- SUPPLIED DATA -
────────────────

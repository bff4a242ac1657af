//! Local implementation of `RosterClientV1`.
//!
//! Delegates to the domain service within the same process, turning the
//! caller's time budget into a deadline and domain errors into SDK errors.

use std::sync::Arc;
use std::time::Duration;

use async_trait::async_trait;
use tokio::time::Instant;
use uuid::Uuid;

use roster_sdk::{MemberEntry, RosterClientV1, RosterError, UpsertBatchResult};

use crate::domain::ports::MemberStore;
use crate::domain::service::Service;

/// Budgets beyond this are treated as unbounded.
const MAX_BUDGET: Duration = Duration::from_secs(86_400 * 365 * 30);

pub struct RosterLocalClient<S: MemberStore> {
    service: Arc<Service<S>>,
    batch_timeout: Duration,
}

impl<S: MemberStore> RosterLocalClient<S> {
    /// `batch_timeout` applies to calls that pass no timeout of their own.
    #[must_use]
    pub fn new(service: Arc<Service<S>>, batch_timeout: Duration) -> Self {
        Self {
            service,
            batch_timeout,
        }
    }
}

#[async_trait]
impl<S: MemberStore + 'static> RosterClientV1 for RosterLocalClient<S> {
    async fn upsert_members_in_org(
        &self,
        org_id: Uuid,
        entries: Vec<MemberEntry>,
        timeout: Option<Duration>,
    ) -> Result<UpsertBatchResult, RosterError> {
        let deadline = deadline_after(timeout.unwrap_or(self.batch_timeout));
        self.service
            .upsert_members_in_org(org_id, entries, deadline)
            .await
            .map_err(Into::into)
    }
}

fn deadline_after(budget: Duration) -> Instant {
    Instant::now() + budget.min(MAX_BUDGET)
}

────────────────

- GOAL OF THE EXERCISE -
Copy the records exactly.

- RESULT OF THIS EXERCISE -
repository bff4a242ac1657af
//! Local implementation of `RosterClientV1`.
//!
//! Delegates to the domain service within the same process, turning the
//! caller's time budget into a deadline and domain errors into SDK errors.

use std::sync::Arc;
use std::time::Duration;

use async_trait::async_trait;
use tokio::time::Instant;
use uuid::Uuid;

use roster_sdk::{MemberEntry, RosterClientV1, RosterError, UpsertBatchResult};

use crate::domain::ports::MemberStore;
use crate::domain::service::Service;

/// Budgets beyond this are treated as unbounded.
const MAX_BUDGET: Duration = Duration::from_secs(86_400 * 365 * 30);

pub struct RosterLocalClient<S: MemberStore> {
    service: Arc<Service<S>>,
    batch_timeout: Duration,
}

impl<S: MemberStore> RosterLocalClient<S> {
    /// `batch_timeout` applies to calls that pass no timeout of their own.
    #[must_use]
    pub fn new(service: Arc<Service<S>>, batch_timeout: Duration) -> Self {
        Self {
            service,
            batch_timeout,
        }
    }
}

#[async_trait]
impl<S: MemberStore + 'static> RosterClientV1 for RosterLocalClient<S> {
    async fn upsert_members_in_org(
        &self,
        org_id: Uuid,
        entries: Vec<MemberEntry>,
        timeout: Option<Duration>,
    ) -> Result<UpsertBatchResult, RosterError> {
        let deadline = deadline_after(timeout.unwrap_or(self.batch_timeout));
        self.service
            .upsert_members_in_org(org_id, entries, deadline)
            .await
            .map_err(Into::into)
    }
}

fn deadline_after(budget: Duration) -> Instant {
    Instant::now() + budget.min(MAX_BUDGET)
}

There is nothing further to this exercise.